Predictors of HIV behavior in African-American, non-injection drug dependent women: A preliminary test of the AIDS risk reduction model

Date of Award




Degree Name

Doctor of Philosophy (Ph.D.)



First Committee Member

Michael Antoni - Committee Chair


The AIDS Risk Reduction Model (ARRM) was used to investigate Human Immunodeficiency Virus (HIV) risk among socioeconomically disadvantaged, heterosexual, non-injection drug dependent, African American women attending inpatient substance abuse treatment. Subjects (N = 80) completed a structured interview protocol measuring ARRM mediating variables and HIV risk behaviors. High levels of sexual risk were shown, including infrequent condom use, non-monogamous sex, repeated sexually transmitted diseases, high rates of exchanging sex for money and drugs, and recurrent use of alcohol and other drugs proximal to sex. Preliminary support was provided for the use of the ARRM to predict HIV risk behaviors among this sample, although psychosocial and other extra-treatment factors not included in the ARRM (e.g., indigence, depression, using alcohol and other drugs proximal to sex) were typically better predictors. Most subjects failed to label their behavior as placing them at risk for contracting HIV, and were thus at a "pre-Labeling" ARRM stage. Higher perceived risk of contracting HIV infection in the 30 days prior to admission, more frequently exchanging sex for drugs, and lower socioeconomic status (SES) significantly predicted having more sexual partners in the 30 days prior to admission, collectively accounting for 51% of the variance.

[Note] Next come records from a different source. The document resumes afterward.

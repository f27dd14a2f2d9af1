//! npm and pnpm ecosystem support

pub mod lockfile;
pub mod parser;
pub mod pnpm;

pub use lockfile::NpmLockfileParser;
pub use parser::PackageJsonParser;
pub use pnpm::PnpmLockfileParser;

When a variable assessing the use of alcohol and other drugs proximal to sex was entered into the equation, lower SES, more education, more often using alcohol and other drugs proximal to sex, and greater labeling of personal risk was associated with having more sex partners, explaining 54% of the variance. More frequent sexual communication with the primary sex partner and higher SES differentiated condom users from nonusers. Women with more sex partners and those exchanging sex for money were also more likely to use condoms. HIV prevention interventions among this sample should focus on instilling accurate perceptions of risk, reinforcing substance abstinence, and building relevant abilities (e.g., sexual negotiation skills with partners). Couple-focused interventions may be particularly effective in reducing HIV risk related to infrequent condom use in committed relationships. Providing socioeconomically disadvantaged minority women with job training and placement opportunities to lessen financial dependence on committed and commercial sex partners may also be instrumental in reducing HIV risk.